As a result of partnerships with NHS and university labs, new cutting-edge testing innovations and a recruitment drive boosting the UK’s coronavirus diagnostic network, NHS Test and Trace has rapidly expanded testing capability ahead of winter.
In order to meet the unprecedented scale of challenge this pandemic presents, the UK government has built a national coalition of people and organisations – from national and local government, the NHS, Public Health England, the military, academia, epidemiology, the private and not-for-profit and community sectors – to create a massive scale testing and tracing programme.
Health and Social Secretary Matt Hancock said, "I am so grateful to the teams who have worked tirelessly over the past few months to meet this milestone, building the UK’s daily coronavirus testing capacity to 519,770. More testing means more cases of coronavirus are identified, helping break chains of transmission and stopping this disease spreading."
NHS Test and Trace is a crucial weapon against this virus – but it’s no silver bullet. As cases are rising, everyone must continue to play their part by following new restrictions and advice of NHS Test and Trace if they are contacted.
The government’s commitment to increasing testing capacity has seen the number of labs across the UK’s growing diagnostic network grow through a combination of public, private and academic partnerships.

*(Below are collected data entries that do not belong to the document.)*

//! Runtime of a worker in a publish/pull pipeline.

use super::ResultSender;
use super::handshake::{Rendezvous, rendezvous};
use crate::error::{PipeError, Result};
use crate::ipc::protocol::{self, Command, WorkerId, decode_payload};
use crate::ipc::socket;
use serde::Serialize;
use serde::de::DeserializeOwned;

/// Ports a pipeline worker receives on its command line.
#[derive(Debug, Clone, Copy, PartialEq, Eq)]
pub struct PipelinePorts {
    pub receive: u16,
    pub send: u16,
    pub controller: u16,
    pub sync: u16,
    pub worker_id: WorkerId,
}

/// Whether work should go on after a directive check.
#[derive(Debug, Clone, Copy, PartialEq, Eq)]
pub enum Directive {
    Continue,
    Stop,
}

/// The work a pipeline worker does once it has its arguments.
pub trait PipelineJob {
    type Arguments: DeserializeOwned;

    /// Do the work, sending results through `worker` and calling
    /// [`PipelineWorker::check_for_controller_directive`] at safe points.
    /// Returning early after [`Directive::Stop`] ends the worker with
    /// STOPPED instead of FINISHED.
    fn do_work(&mut self, worker: &mut PipelineWorker, arguments: Self::Arguments) -> Result<()>;

    /// Release resources before a stopped worker exits.
    fn cleanup_pre_stop(&mut self) {}
}

/// Connection of a running pipeline worker to its manager.
pub struct PipelineWorker {
    results: ResultSender,
    controller: zmq::Socket,
    stop_requested: bool,
}

impl PipelineWorker {
    pub fn worker_id(&self) -> WorkerId {
        self.results.worker_id()
    }

    pub fn send_data<T: Serialize + ?Sized>(&self, data: &T) -> Result<()> {
        self.results.send_data(data)
    }

    pub fn stop_requested(&self) -> bool {
        self.stop_requested
    }

    /// Act on pending control messages without blocking.
    ///
    /// A PAUSE blocks here until RESUME or STOP arrives.
    pub fn check_for_controller_directive(&mut self) -> Result<Directive> {
        if self.stop_requested {
            return Ok(Directive::Stop);
        }
        while let Some(frames) = socket::try_recv_multipart(&self.controller)? {
            match self.own_command(frames)? {
                Some(Command::Pause) => return self.wait_while_paused(),
                Some(Command::Stop) => return Ok(self.request_stop()),
                _ => {}
            }
        }
        Ok(Directive::Continue)
    }

    fn wait_while_paused(&mut self) -> Result<Directive> {
        tracing::debug!(worker_id = %self.worker_id(), "Paused");
        loop {
            let frames = socket::recv_multipart(&self.controller)?;
            match self.own_command(frames)? {
                Some(Command::Resume) => {
                    tracing::debug!(worker_id = %self.worker_id(), "Resumed");
                    return Ok(Directive::Continue);
                }
                Some(Command::Stop) => return Ok(self.request_stop()),
                _ => {}
            }
        }
    }

    fn request_stop(&mut self) -> Directive {
        tracing::debug!(worker_id = %self.worker_id(), "Stop requested");
        self.stop_requested = true;
        Directive::Stop
    }

    /// Parse a control message, dropping those meant for another worker.
    fn own_command(&self, frames: Vec<Vec<u8>>) -> Result<Option<Command>> {
        let (topic, command) = protocol::parse_control(frames)?;
        Ok((topic == self.worker_id().to_filter()).then_some(command))
    }
}

/// Run one pipeline worker to completion.
///
/// Sends FINISHED after a normal finish, or STOPPED when stopped. If the
/// handshake, the arguments or the job fail, STOPPED is still sent so the
/// manager does not wait on the worker.
pub fn run_pipeline_worker<J: PipelineJob>(ports: PipelinePorts, job: &mut J) -> Result<()> {
    let context = zmq::Context::new();
    let filter = ports.worker_id.to_filter();

    let receiver = socket::connect_socket(&context, zmq::SUB, ports.receive)?;
    receiver.set_subscribe(&filter)?;
    let controller = socket::connect_socket(&context, zmq::SUB, ports.controller)?;
    controller.set_subscribe(&filter)?;
    let sync = socket::connect_socket(&context, zmq::REQ, ports.sync)?;
    let results = ResultSender::connect(&context, ports.send, ports.worker_id)?;

    let payload = match rendezvous(ports.worker_id, &receiver, &sync) {
        Ok(Rendezvous::Work(payload)) => payload,
        Ok(Rendezvous::Stop) => {
            job.cleanup_pre_stop();
            return results.send_command(Command::Stopped);
        }
        Err(e) => return abandon(job, &results, e),
    };
    let arguments: J::Arguments = match decode_payload(&payload) {
        Ok(arguments) => arguments,
        Err(e) => return abandon(job, &results, e),
    };

    let mut worker = PipelineWorker {
        results,
        controller,
        stop_requested: false,
    };
    let outcome = job.do_work(&mut worker, arguments);

    if let Err(e) = &outcome {
        tracing::error!(worker_id = %ports.worker_id, error = %e, "Work failed");
    }
    if worker.stop_requested || outcome.is_err() {
        job.cleanup_pre_stop();
        worker.results.send_command(Command::Stopped)?;
    } else {
        worker.results.send_command(Command::Finished)?;
    }
    outcome
}

/// Sign off with STOPPED after failing before the work began.
fn abandon<J: PipelineJob>(job: &mut J, results: &ResultSender, error: PipeError) -> Result<()> {
    tracing::error!(worker_id = %results.worker_id(), error = %error, "Worker could not start");
    job.cleanup_pre_stop();
    results.send_command(Command::Stopped)?;
    Err(error)
}

#[cfg(test)]
mod tests {
    use super::*;
    use crate::ipc::protocol::Content;
    use std::time::Duration;

    fn worker_with_controller() -> (PipelineWorker, zmq::Socket, zmq::Context) {
        let context = zmq::Context::new();
        let (publisher, port) = socket::bind_socket(&context, zmq::PUB).unwrap();
        let (_sink, sink_port) = socket::bind_socket(&context, zmq::PULL).unwrap();
        let controller = socket::connect_socket(&context, zmq::SUB, port).unwrap();
        controller.set_subscribe(b"1").unwrap();
        let worker = PipelineWorker {
            results: ResultSender::connect(&context, sink_port, WorkerId::new(1)).unwrap(),
            controller,
            stop_requested: false,
        };
        // Let the subscription reach the publisher.
        std::thread::sleep(Duration::from_millis(100));
        (worker, publisher, context)
    }

    #[derive(Default)]
    struct LengthJob {
        cleaned_up: bool,
    }

    impl PipelineJob for LengthJob {
        type Arguments = Vec<u32>;

        fn do_work(&mut self, worker: &mut PipelineWorker, arguments: Vec<u32>) -> Result<()> {
            worker.send_data(&arguments.len())
        }

        fn cleanup_pre_stop(&mut self) {
            self.cleaned_up = true;
        }
    }

    #[test]
    fn test_undecodable_arguments_still_send_stopped() {
        let context = zmq::Context::new();
        let (work, receive) = socket::bind_socket(&context, zmq::PUB).unwrap();
        let (_control, controller) = socket::bind_socket(&context, zmq::PUB).unwrap();
        let (sync, sync_port) = socket::bind_socket(&context, zmq::REP).unwrap();
        let (sink, send) = socket::bind_socket(&context, zmq::PULL).unwrap();
        let ports = PipelinePorts {
            receive,
            send,
            controller,
            sync: sync_port,
            worker_id: WorkerId::new(1),
        };
        let worker = std::thread::spawn(move || {
            let mut job = LengthJob::default();
            let result = run_pipeline_worker(ports, &mut job);
            (result, job.cleaned_up)
        });

        loop {
            work.send_multipart(
                protocol::addressed(WorkerId::new(1), Content::Command(Command::Start)),
                0,
            )
            .unwrap();
            if sync.poll(zmq::POLLIN, 10).unwrap() > 0 {
                break;
            }
        }
        socket::recv_bytes(&sync).unwrap();
        sync.send(&b""[..], 0).unwrap();
        work.send_multipart(
            protocol::addressed(WorkerId::new(1), Content::Data(b"not json".to_vec())),
            0,
        )
        .unwrap();

        assert!(sink.poll(zmq::POLLIN, 5000).unwrap() > 0);
        let envelope = protocol::parse_addressed(socket::recv_multipart(&sink).unwrap()).unwrap();
        assert_eq!(envelope.worker_id, WorkerId::new(1));
        assert_eq!(envelope.content, Content::Command(Command::Stopped));

        let (result, cleaned_up) = worker.join().unwrap();
        assert!(result.is_err());
        assert!(cleaned_up);
    }

    fn wait_for_delivery() {
        std::thread::sleep(Duration::from_millis(50));
    }

    #[test]
    fn test_no_directive_continues() {
        let (mut worker, _publisher, _context) = worker_with_controller();
        assert_eq!(
            worker.check_for_controller_directive().unwrap(),
            Directive::Continue
        );
    }

    #[test]
    fn test_stop_directive() {
        let (mut worker, publisher, _context) = worker_with_controller();
        publisher
            .send_multipart(protocol::control(WorkerId::new(1), Command::Stop), 0)
            .unwrap();
        wait_for_delivery();
        assert_eq!(
            worker.check_for_controller_directive().unwrap(),
            Directive::Stop
        );
        assert!(worker.stop_requested());
        // A stop is sticky.
        assert_eq!(
            worker.check_for_controller_directive().unwrap(),
            Directive::Stop
        );
    }

    #[test]
    fn test_directive_for_other_worker_ignored() {
        let (mut worker, publisher, _context) = worker_with_controller();
        publisher
            .send_multipart(protocol::control(WorkerId::new(12), Command::Stop), 0)
            .unwrap();
        wait_for_delivery();
        assert_eq!(
            worker.check_for_controller_directive().unwrap(),
            Directive::Continue
        );
    }

    #[test]
    fn test_pause_blocks_until_resume() {
        let (mut worker, publisher, _context) = worker_with_controller();
        publisher
            .send_multipart(protocol::control(WorkerId::new(1), Command::Pause), 0)
            .unwrap();
        wait_for_delivery();

        let resumer = std::thread::spawn(move || {
            std::thread::sleep(Duration::from_millis(100));
            publisher
                .send_multipart(protocol::control(WorkerId::new(1), Command::Resume), 0)
                .unwrap();
            publisher
        });

        let start = std::time::Instant::now();
        assert_eq!(
            worker.check_for_controller_directive().unwrap(),
            Directive::Continue
        );
        assert!(start.elapsed() >= Duration::from_millis(100));
        drop(resumer.join().unwrap());
    }
}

More than 3,000 new recruits have joined the lab network since April, while advances in innovation and technology continue to speed up processing and add to capacity.

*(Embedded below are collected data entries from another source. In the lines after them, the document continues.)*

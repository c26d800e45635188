//! Worker side of log forwarding.
//!
//! A worker binds a PUB socket for its records and announces the port to the
//! collector with `CONNECT <port>`. Each record is published as
//! `[worker name, JSON record]`.

use super::{CONNECT, DISCONNECT};
use crate::error::Result;
use crate::ipc::socket;
use std::io;
use std::sync::{Arc, Mutex, PoisonError};
use tracing_subscriber::fmt::MakeWriter;

struct PublisherInner {
    name: Vec<u8>,
    records: Mutex<zmq::Socket>,
    info: Mutex<zmq::Socket>,
    port: u16,
    _context: zmq::Context,
}

/// Publishes JSON log records to the collector of the driving process.
///
/// Usable directly as the writer of a `tracing-subscriber` fmt layer.
#[derive(Clone)]
pub struct LogPublisher {
    inner: Arc<PublisherInner>,
}

impl LogPublisher {
    /// Bind the record socket and announce it to the collector listening on
    /// `collector_port`.
    pub fn connect(name: &str, collector_port: u16) -> Result<Self> {
        let context = zmq::Context::new();
        let (records, port) = socket::bind_socket(&context, zmq::PUB)?;
        let info = socket::connect_socket(&context, zmq::PUSH, collector_port)?;
        info.send(format!("{} {}", CONNECT, port).as_bytes(), 0)?;
        Ok(Self {
            inner: Arc::new(PublisherInner {
                name: name.as_bytes().to_vec(),
                records: Mutex::new(records),
                info: Mutex::new(info),
                port,
                _context: context,
            }),
        })
    }

    pub fn port(&self) -> u16 {
        self.inner.port
    }

    /// Publish one serialized record.
    pub fn publish(&self, record: &[u8]) -> Result<()> {
        let socket = self
            .inner
            .records
            .lock()
            .unwrap_or_else(PoisonError::into_inner);
        socket.send_multipart([self.inner.name.as_slice(), record], zmq::DONTWAIT)?;
        Ok(())
    }

    /// Withdraw the record socket from the collector.
    pub fn disconnect(&self) -> Result<()> {
        let info = self.inner.info.lock().unwrap_or_else(PoisonError::into_inner);
        info.send(format!("{} {}", DISCONNECT, self.inner.port).as_bytes(), 0)?;
        Ok(())
    }
}

/// Buffers one formatted record and publishes it when dropped.
pub struct RecordWriter<'a> {
    publisher: &'a LogPublisher,
    buffer: Vec<u8>,
}

impl io::Write for RecordWriter<'_> {
    fn write(&mut self, buf: &[u8]) -> io::Result<usize> {
        self.buffer.extend_from_slice(buf);
        Ok(buf.len())
    }

    fn flush(&mut self) -> io::Result<()> {
        Ok(())
    }
}

impl Drop for RecordWriter<'_> {
    fn drop(&mut self) {
        let record = self.buffer.trim_ascii_end();
        if record.is_empty() {
            return;
        }
        // Logging must never take the worker down.
        let _ = self.publisher.publish(record);
    }
}

impl<'a> MakeWriter<'a> for LogPublisher {
    type Writer = RecordWriter<'a>;

    fn make_writer(&'a self) -> Self::Writer {
        RecordWriter {
            publisher: self,
            buffer: Vec::new(),
        }
    }
}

Since the first UK test site opening at the end of March, more than 600 test sites are now in operation across the UK, with up to 40 new test sites opening every week, making the median distance people are now travelling to a test centre just 2.8 miles. The government is committed to continue expanding the capacity of the network of UK test sites and laboratories to make it even easier to get tested and reduce the time it takes to receive test results.
A critical part of the government’s testing efforts is the use of new technologies and innovations, deployed in ways that will have the most impact in protecting people at risk, finding the virus and enabling life to get back to as normal as possible.
As the Prime Minister Boris Johnson has outlined, we have started a number of pilots across schools, universities and workplaces to assess the use of rapid lateral flow antigen tests. This is in addition to ongoing pilots in Southampton and Salford using the LAMP no-swab saliva test and LAMP asymptomatic testing for NHS staff.